// SPDX-License-Identifier: Apache-2.0

//! Internal metrics of the agent.
//!
//! Instruments are created from an explicit [`Telemetry`] handle that the agent builds
//! once at startup, before any receiver or exporter, and shuts down last. Nothing is
//! registered globally, so several agents can run side by side in one process.
//!
//! A periodic reader collects the counters into an in-memory OTLP snapshot. The totals
//! are logged when the handle shuts down and can be read at any time with
//! [`Telemetry::counter_total`].

use opentelemetry::KeyValue;
use opentelemetry::metrics::{Meter, MeterProvider};
use opentelemetry_proto::tonic::collector::metrics::v1::ExportMetricsServiceRequest;
use opentelemetry_proto::tonic::common::v1::KeyValue as ProtoKeyValue;
use opentelemetry_proto::tonic::common::v1::any_value::Value as AnyValueKind;
use opentelemetry_proto::tonic::metrics::v1::metric::Data;
use opentelemetry_proto::tonic::metrics::v1::number_data_point::Value as NumberValue;
use opentelemetry_proto::tonic::metrics::v1::{Metric, ResourceMetrics};
use opentelemetry_sdk::Resource;
use opentelemetry_sdk::error::{OTelSdkError, OTelSdkResult};
use opentelemetry_sdk::metrics::data::ResourceMetrics as SdkResourceMetrics;
use opentelemetry_sdk::metrics::exporter::PushMetricExporter;
use opentelemetry_sdk::metrics::{PeriodicReader, SdkMeterProvider, Temporality};
use std::collections::BTreeMap;
use std::future::Future;
use std::sync::{Arc, Mutex};
use std::time::Duration;
use tracing::{info, warn};

const COLLECT_INTERVAL: Duration = Duration::from_secs(10);

pub trait Counter<T> {
    fn add(&self, value: T, attributes: &[KeyValue]);
}

#[derive(Clone)]
pub enum AgentCounter<T> {
    OTELCounter(opentelemetry::metrics::Counter<T>),
    NoOpCounter,
}

impl<T> Counter<T> for AgentCounter<T> {
    fn add(&self, value: T, attributes: &[KeyValue]) {
        match self {
            AgentCounter::OTELCounter(c) => c.add(value, attributes),
            AgentCounter::NoOpCounter => {}
        }
    }
}

/// Keeps the latest cumulative collection, converted to OTLP.
#[derive(Clone, Default)]
struct SnapshotExporter {
    latest: Arc<Mutex<Vec<ResourceMetrics>>>,
}

impl SnapshotExporter {
    fn metrics(&self) -> Vec<Metric> {
        let latest = match self.latest.lock() {
            Ok(latest) => latest,
            Err(_) => return Vec::new(),
        };
        latest
            .iter()
            .flat_map(|rm| rm.scope_metrics.iter())
            .flat_map(|sm| sm.metrics.iter().cloned())
            .collect()
    }
}

impl PushMetricExporter for SnapshotExporter {
    fn export(
        &self,
        metrics: &mut SdkResourceMetrics,
    ) -> impl Future<Output = OTelSdkResult> + Send {
        let req = ExportMetricsServiceRequest::from(&*metrics);
        let res = match self.latest.lock() {
            Ok(mut latest) => {
                *latest = req.resource_metrics;
                Ok(())
            }
            Err(_) => Err(OTelSdkError::InternalFailure(
                "metrics snapshot lock poisoned".to_string(),
            )),
        };
        futures::future::ready(res)
    }

    fn force_flush(&self) -> OTelSdkResult {
        Ok(())
    }

    fn shutdown(&self) -> OTelSdkResult {
        Ok(())
    }

    fn temporality(&self) -> Temporality {
        Temporality::Cumulative
    }
}

pub struct Telemetry {
    provider: SdkMeterProvider,
    snapshot: SnapshotExporter,
}

impl Default for Telemetry {
    fn default() -> Self {
        Self::new()
    }
}

impl Telemetry {
    pub fn new() -> Self {
        let snapshot = SnapshotExporter::default();
        let reader = PeriodicReader::builder(snapshot.clone())
            .with_interval(COLLECT_INTERVAL)
            .build();

        let provider = SdkMeterProvider::builder()
            .with_reader(reader)
            .with_resource(Resource::builder().with_service_name("ocagent").build())
            .build();
        Self { provider, snapshot }
    }

    pub fn meter(&self) -> Meter {
        self.provider.meter("ocagent")
    }

    pub fn u64_counter(
        &self,
        name: &'static str,
        description: &'static str,
        unit: &'static str,
    ) -> AgentCounter<u64> {
        AgentCounter::OTELCounter(
            self.meter()
                .u64_counter(name)
                .with_description(description)
                .with_unit(unit)
                .build(),
        )
    }

    /// Collects now and returns the cumulative total of the named counter, summed over
    /// the data points whose attributes contain every `(key, value)` of `filter`.
    pub fn counter_total(&self, name: &str, filter: &[(&str, &str)]) -> u64 {
        self.collect()
            .iter()
            .filter(|m| m.name == name)
            .map(|m| sum_points(m, filter))
            .sum()
    }

    /// Collects now and returns the cumulative total of every counter.
    pub fn counter_totals(&self) -> BTreeMap<String, u64> {
        let mut totals = BTreeMap::new();
        for metric in self.collect() {
            *totals.entry(metric.name.clone()).or_default() += sum_points(&metric, &[]);
        }
        totals
    }

    /// Logs the final counter totals and stops the reader.
    pub fn shutdown(&self) {
        let totals = self.counter_totals();
        if !totals.is_empty() {
            info!(?totals, "Internal metric totals.");
        }
        if let Err(e) = self.provider.shutdown() {
            warn!(error = %e, "Failed to shut down internal metrics provider.");
        }
    }

    fn collect(&self) -> Vec<Metric> {
        if let Err(e) = self.provider.force_flush() {
            warn!(error = %e, "Failed to collect internal metrics.");
        }
        self.snapshot.metrics()
    }
}

fn sum_points(metric: &Metric, filter: &[(&str, &str)]) -> u64 {
    let Some(Data::Sum(sum)) = &metric.data else {
        return 0;
    };
    sum.data_points
        .iter()
        .filter(|p| filter.iter().all(|(k, v)| has_attribute(&p.attributes, k, v)))
        .map(|p| match p.value {
            Some(NumberValue::AsInt(v)) => u64::try_from(v).unwrap_or_default(),
            Some(NumberValue::AsDouble(v)) => v as u64,
            None => 0,
        })
        .sum()
}

fn has_attribute(attributes: &[ProtoKeyValue], key: &str, value: &str) -> bool {
    attributes.iter().any(|kv| {
        kv.key == key
            && matches!(
                kv.value.as_ref().and_then(|v| v.value.as_ref()),
                Some(AnyValueKind::StringValue(s)) if s == value
            )
    })
}

#[cfg(test)]
mod tests {
    use super::*;

    #[test]
    fn counters_are_collected() {
        let telemetry = Telemetry::new();
        let counter = telemetry.u64_counter("ocagent_test_total", "Test counter", "records");
        counter.add(3, &[KeyValue::new("exporter", "debug")]);
        counter.add(4, &[KeyValue::new("exporter", "otlp")]);

        assert_eq!(7, telemetry.counter_total("ocagent_test_total", &[]));
        assert_eq!(
            4,
            telemetry.counter_total("ocagent_test_total", &[("exporter", "otlp")])
        );
        assert_eq!(
            0,
            telemetry.counter_total("ocagent_test_total", &[("exporter", "blackhole")])
        );

        // cumulative across collections
        counter.add(1, &[KeyValue::new("exporter", "debug")]);
        assert_eq!(Some(&8), telemetry.counter_totals().get("ocagent_test_total"));

        telemetry.shutdown();
    }

    #[test]
    fn noop_counter_records_nothing() {
        let telemetry = Telemetry::new();
        AgentCounter::<u64>::NoOpCounter.add(1, &[]);
        assert!(telemetry.counter_totals().is_empty());
        assert_eq!(0, telemetry.counter_total("ocagent_test_total", &[]));
    }
}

■ **TASK TO CARRY OUT**: Find and copy each line above that includes the string "builder".

■ **ANSWER BOX**:
        let reader = PeriodicReader::builder(snapshot.clone())
        let provider = SdkMeterProvider::builder()
            .with_resource(Resource::builder().with_service_name("ocagent").build())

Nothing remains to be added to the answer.